The most recent Supreme Court examination of the validity of solid waste flow control ordinances under the dormant Commerce Clause occurred in United Haulers Ass’n v. Oneida-Herkimer Solid Waste Management Authority, 550 U.S. 330 (2007). In United Haulers, the Court held that flow control ordinances which favor a state-created solid waste authority, but treat in-state and out-of-state private entities the same, ‘do not “discriminate against interstate commerce” for purposes of the dormant Commerce Clause.’ Id. at 345. In such case, the validity of a nondiscriminatory ordinance with an incidental effect on interstate commerce is analyzed under balancing test set forth in Pike v. Bruce Church, Inc., 397 U.S. 137, 142, 90 S.Ct. 844, 25 L.Ed.2d 174 (1970). Id. at 346.   However, if the flow control ordinance favors a single private entity over other private entities, the holding in C & A Carbone, Inc. v. Clarkstown, 511 U.S. 383 (1994), controls. Id. at 341.   

 

 

United Haulers has been the linchpin for local governments to launch flow control ordinances. However, although the United Haulers decision upheld the validity of a flow control ordinance against a commerce clause challenge, the decision was based on an ordinance that was expressly authorized by the New York legislature and which required the disposal of solid waste at a landfill operated by a solid waste authority created by the New York legislature.   In United Haulers, the New York legislature enacted specific legislation which allowed Oneida and Herkimer Counties to “impose ‘appropriate and reasonable limitations on competition’ by, for instance, adopting ‘local laws requiring that all solid waste . . . be delivered to a specified solid waste management-resource recovery facility.’”   Id. at 335. Additionally, the flow control ordinance in United Haulers directed that all waste in Oneida and Herkimer Counties be disposed of at the Oneida-Herkimer Solid Waste Management Authority (“Oneida-Herkimer Authority”), which was created by the New York legislature and was therefore a political subdivision of the state. Id. at 335. As such, under United Haulers, it is clear that a local flow control ordinance authorized by state legislation and directing solid waste to a public waste authority created by state legislation does not violate the commerce clause if it satisfies the Pike balancing test. It is likewise clear that a flow control ordinance which directs all solid waste generated within the boundaries of a local government to be directed to a privately-owned facility is still controlled by the holding in C & A Carbone, Inc. v.
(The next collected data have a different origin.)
//! OpenAI-compatible provider implementation.
//!
//! Works with: DashScope compatible mode (Qwen-VL), OpenAI, vLLM, and any
//! endpoint exposing `/chat/completions` and `/embeddings`.
//!
//! Supports:
//! - Chat completions with image content parts
//! - Tool use / function calling
//! - Embeddings and health checks

use async_trait::async_trait;
use parley_core::error::ProviderError;
use parley_core::message::Role;
use parley_core::provider::*;
use serde::{Deserialize, Serialize};
use tracing::{debug, warn};

/// Used when a 429 carries no usable `Retry-After` header.
const DEFAULT_RETRY_AFTER_SECS: u64 = 5;

/// An OpenAI-compatible LLM provider.
pub struct OpenAiCompatProvider {
    name: String,
    base_url: String,
    api_key: String,
    client: reqwest::Client,
}

impl OpenAiCompatProvider {
    /// Create a new OpenAI-compatible provider.
    pub fn new(
        name: impl Into<String>,
        base_url: impl Into<String>,
        api_key: impl Into<String>,
    ) -> Self {
        // The retry wrapper enforces the per-call timeout; this is only a backstop.
        let client = reqwest::Client::builder()
            .timeout(std::time::Duration::from_secs(300))
            .build()
            .unwrap_or_else(|_| reqwest::Client::new());

        Self {
            name: name.into(),
            base_url: base_url.into().trim_end_matches('/').to_string(),
            api_key: api_key.into(),
            client,
        }
    }

    /// Create a DashScope (compatible-mode) provider.
    pub fn dashscope(api_key: impl Into<String>) -> Self {
        Self::new(
            "dashscope",
            "https://dashscope.aliyuncs.com/compatible-mode/v1",
            api_key,
        )
    }

    /// Create an OpenAI provider (convenience constructor).
    pub fn openai(api_key: impl Into<String>) -> Self {
        Self::new("openai", "https://api.openai.com/v1", api_key)
    }

    pub fn base_url(&self) -> &str {
        &self.base_url
    }

    /// Convert prompt messages to OpenAI API format.
    ///
    /// Messages with images become a content-part array (`text` + `image_url`).
    fn to_api_messages(messages: &[ChatMessage]) -> Vec<ApiMessage> {
        messages
            .iter()
            .map(|m| ApiMessage {
                role: match m.role {
                    Role::User => "user".into(),
                    Role::Assistant => "assistant".into(),
                    Role::System => "system".into(),
                    Role::Tool => "tool".into(),
                },
                content: Some(Self::to_api_content(m)),
                tool_calls: if m.tool_calls.is_empty() {
                    None
                } else {
                    Some(
                        m.tool_calls
                            .iter()
                            .map(|tc| ApiToolCall {
                                id: tc.id.clone(),
                                r#type: "function".into(),
                                function: ApiFunction {
                                    name: tc.name.clone(),
                                    arguments: tc.arguments.clone(),
                                },
                            })
                            .collect(),
                    )
                },
                tool_call_id: m.tool_call_id.clone(),
            })
            .collect()
    }

    fn to_api_content(message: &ChatMessage) -> serde_json::Value {
        if message.images.is_empty() {
            return serde_json::Value::String(message.content.clone());
        }
        let mut parts: Vec<serde_json::Value> = message
            .images
            .iter()
            .map(|image| {
                serde_json::json!({
                    "type": "image_url",
                    "image_url": { "url": image.to_url() }
                })
            })
            .collect();
        parts.push(serde_json::json!({ "type": "text", "text": message.content }));
        serde_json::Value::Array(parts)
    }

    /// Convert tool definitions to OpenAI API format.
    fn to_api_tools(tools: &[ToolDefinition]) -> Vec<ApiToolDefinition> {
        tools
            .iter()
            .map(|t| ApiToolDefinition {
                r#type: "function".into(),
                function: ApiToolFunction {
                    name: t.name.clone(),
                    description: t.description.clone(),
                    parameters: t.parameters.clone(),
                },
            })
            .collect()
    }

    /// Turn a non-200 reply into the matching error.
    async fn error_for(response: reqwest::Response) -> ProviderError {
        let status = response.status().as_u16();
        let retry_after = response
            .headers()
            .get(reqwest::header::RETRY_AFTER)
            .and_then(|v| v.to_str().ok())
            .and_then(|v| v.trim().parse::<u64>().ok());
        let body = response.text().await.unwrap_or_default();
        map_status(status, body, retry_after)
    }

    fn post(&self, path: &str) -> reqwest::RequestBuilder {
        self.client
            .post(format!("{}/{}", self.base_url, path))
            .header("Authorization", format!("Bearer {}", self.api_key))
            .header("Content-Type", "application/json")
    }
}

/// Map an HTTP status (other than 200) to a provider error.
fn map_status(status: u16, body: String, retry_after: Option<u64>) -> ProviderError {
    match status {
        429 => ProviderError::RateLimited {
            retry_after_secs: retry_after.unwrap_or(DEFAULT_RETRY_AFTER_SECS),
        },
        401 | 403 => ProviderError::AuthenticationFailed(
            "Invalid API key or insufficient permissions".into(),
        ),
        404 if body.contains("model") => ProviderError::ModelNotFound(body),
        408 | 504 => ProviderError::Timeout(format!("upstream returned {status}")),
        _ => ProviderError::ApiError {
            status_code: status,
            message: body,
        },
    }
}

#[async_trait]
impl parley_core::Provider for OpenAiCompatProvider {
    fn name(&self) -> &str {
        &self.name
    }

    async fn complete(&self, request: ProviderRequest) -> Result<ProviderResponse, ProviderError> {
        let mut body = serde_json::json!({
            "model": request.model,
            "messages": Self::to_api_messages(&request.messages),
            "temperature": request.temperature,
            "stream": false,
        });

        if let Some(max_tokens) = request.max_tokens {
            body["max_tokens"] = serde_json::json!(max_tokens);
        }

        if !request.tools.is_empty() {
            body["tools"] = serde_json::json!(Self::to_api_tools(&request.tools));
        }

        debug!(provider = %self.name, model = %request.model, "Sending completion request");

        let response = self
            .post("chat/completions")
            .json(&body)
            .send()
            .await
            .map_err(|e| {
                if e.is_timeout() {
                    ProviderError::Timeout(e.to_string())
                } else {
                    ProviderError::Network(e.to_string())
                }
            })?;

        if response.status().as_u16() != 200 {
            let err = Self::error_for(response).await;
            warn!(provider = %self.name, error = %err, "Provider returned error");
            return Err(err);
        }

        let api_response: ApiResponse = response
            .json()
            .await
            .map_err(|e| ProviderError::InvalidResponse(format!("Failed to parse response: {e}")))?;

        let choice = api_response
            .choices
            .into_iter()
            .next()
            .ok_or_else(|| ProviderError::InvalidResponse("No choices in response".into()))?;

        let tool_calls: Vec<ToolCallRequest> = choice
            .message
            .tool_calls
            .unwrap_or_default()
            .into_iter()
            .map(|tc| ToolCallRequest {
                id: tc.id,
                name: tc.function.name,
                arguments: tc.function.arguments,
            })
            .collect();

        let message = ChatMessage::assistant(text_of(choice.message.content))
            .with_tool_calls(tool_calls);

        let usage = api_response.usage.map(|u| Usage {
            prompt_tokens: u.prompt_tokens,
            completion_tokens: u.completion_tokens,
            total_tokens: u.total_tokens,
        });

        Ok(ProviderResponse {
            message,
            usage,
            model: api_response.model,
        })
    }

    async fn health_check(&self) -> Result<bool, ProviderError> {
        let url = format!("{}/models", self.base_url);
        let response = self
            .client
            .get(&url)
            .header("Authorization", format!("Bearer {}", self.api_key))
            .send()
            .await
            .map_err(|e| ProviderError::Network(e.to_string()))?;

        Ok(response.status().is_success())
    }

    async fn embed(&self, request: EmbeddingRequest) -> Result<EmbeddingResponse, ProviderError> {
        let body = serde_json::json!({
            "model": request.model,
            "input": request.inputs,
            "encoding_format": "float",
        });

        debug!(
            provider = %self.name,
            model = %request.model,
            count = request.inputs.len(),
            "Sending embedding request"
        );

        let response = self
            .post("embeddings")
            .json(&body)
            .send()
            .await
            .map_err(|e| ProviderError::Network(e.to_string()))?;

        if response.status().as_u16() != 200 {
            return Err(Self::error_for(response).await);
        }

        let api_resp: EmbeddingApiResponse = response.json().await.map_err(|e| {
            ProviderError::InvalidResponse(format!("Failed to parse embedding response: {e}"))
        })?;

        let mut data = api_resp.data;
        data.sort_by_key(|d| d.index);
        let embeddings = data.into_iter().map(|d| d.embedding).collect();

        Ok(EmbeddingResponse {
            embeddings,
            model: api_resp.model,
        })
    }
}

/// Flatten a response `content` that may be a string or a part array.
fn text_of(content: Option<serde_json::Value>) -> String {
    match content {
        Some(serde_json::Value::String(s)) => s,
        Some(serde_json::Value::Array(parts)) => parts
            .iter()
            .filter_map(|p| p.get("text").and_then(|t| t.as_str()))
            .collect::<Vec<_>>()
            .join(""),
        _ => String::new(),
    }
}

// --- OpenAI API types (internal) ---

#[derive(Debug, Serialize, Deserialize)]
struct ApiMessage {
    role: String,
    #[serde(default, skip_serializing_if = "Option::is_none")]
    content: Option<serde_json::Value>,
    #[serde(default, skip_serializing_if = "Option::is_none")]
    tool_calls: Option<Vec<ApiToolCall>>,
    #[serde(default, skip_serializing_if = "Option::is_none")]
    tool_call_id: Option<String>,
}

#[derive(Debug, Serialize, Deserialize)]
struct ApiToolCall {
    id: String,
    r#type: String,
    function: ApiFunction,
}

#[derive(Debug, Serialize, Deserialize)]
struct ApiFunction {
    name: String,
    arguments: String,
}

#[derive(Debug, Serialize, Deserialize)]
struct ApiToolDefinition {
    r#type: String,
    function: ApiToolFunction,
}

#[derive(Debug, Serialize, Deserialize)]
struct ApiToolFunction {
    name: String,
    description: String,
    parameters: serde_json::Value,
}

#[derive(Debug, Deserialize)]
struct ApiResponse {
    #[serde(default)]
    model: String,
    choices: Vec<ApiChoice>,
    usage: Option<ApiUsage>,
}

#[derive(Debug, Deserialize)]
struct ApiChoice {
    message: ApiMessage,
}

#[derive(Debug, Deserialize)]
struct ApiUsage {
    prompt_tokens: u32,
    completion_tokens: u32,
    total_tokens: u32,
}

// --- Embedding API types ---

#[derive(Debug, Deserialize)]
struct EmbeddingApiResponse {
    data: Vec<EmbeddingData>,
    #[serde(default)]
    model: String,
}

#[derive(Debug, Deserialize)]
struct EmbeddingData {
    #[serde(default)]
    index: usize,
    embedding: Vec<f32>,
}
Clarkstown and invalid. 511 U.S. at 391. However, the United Haulers decision does not specifically address the significance of the authorization for the flow control ordinance by the New York legislature. 

 

 

According to a 1995 EPA report to Congress, state legislatures in 35 states have expressly authorized the enactment of flow control ordinances by local governments. For those states in which flow control is not expressly authorized by the state legislature, it is unclear whether a flow control ordinance enacted by a subdivision of the state would withstand a commerce clause challenge. At the very least, the absence of state authorization for flow control measures may affect the analysis of certain elements under the Pike balancing test.  Additionally, in states in which the state legislature has not expressly authorized the enactment of flow control ordinances by local governments, a local flow control ordinance could be preempted by state solid waste laws and therefore invalid even if it does not violate the commerce clause; thus, leaving open the question of whether or not United Haulers has opened the door forever on local flow control.

 

 

At least one frontal challenge to local flow control is pending in S.C. In Sandlands, LLC, et al. vs. Horry County, et al., Case No. 4:09-cv-01363-TLW-TER (currently pending in United States District Court in the District of South Carolina), a landfill and affiliated hauling company are challenging a county’s ability to restrict the exportation of waste to out-of-county landfills on commerce clause and preemption claims. The plaintiffs are attempting to distinguish United Haulers as well as arguing that the ordinance is preempted by State law. The impacts of the ordinance are being felt on disposal facilities in the region as the State has implemented a regional planning approach for siting disposal facilities. While the defendants removed the commerce clause question to federal court, the federal court has certified and the State Supreme Court has accepted the preemption question.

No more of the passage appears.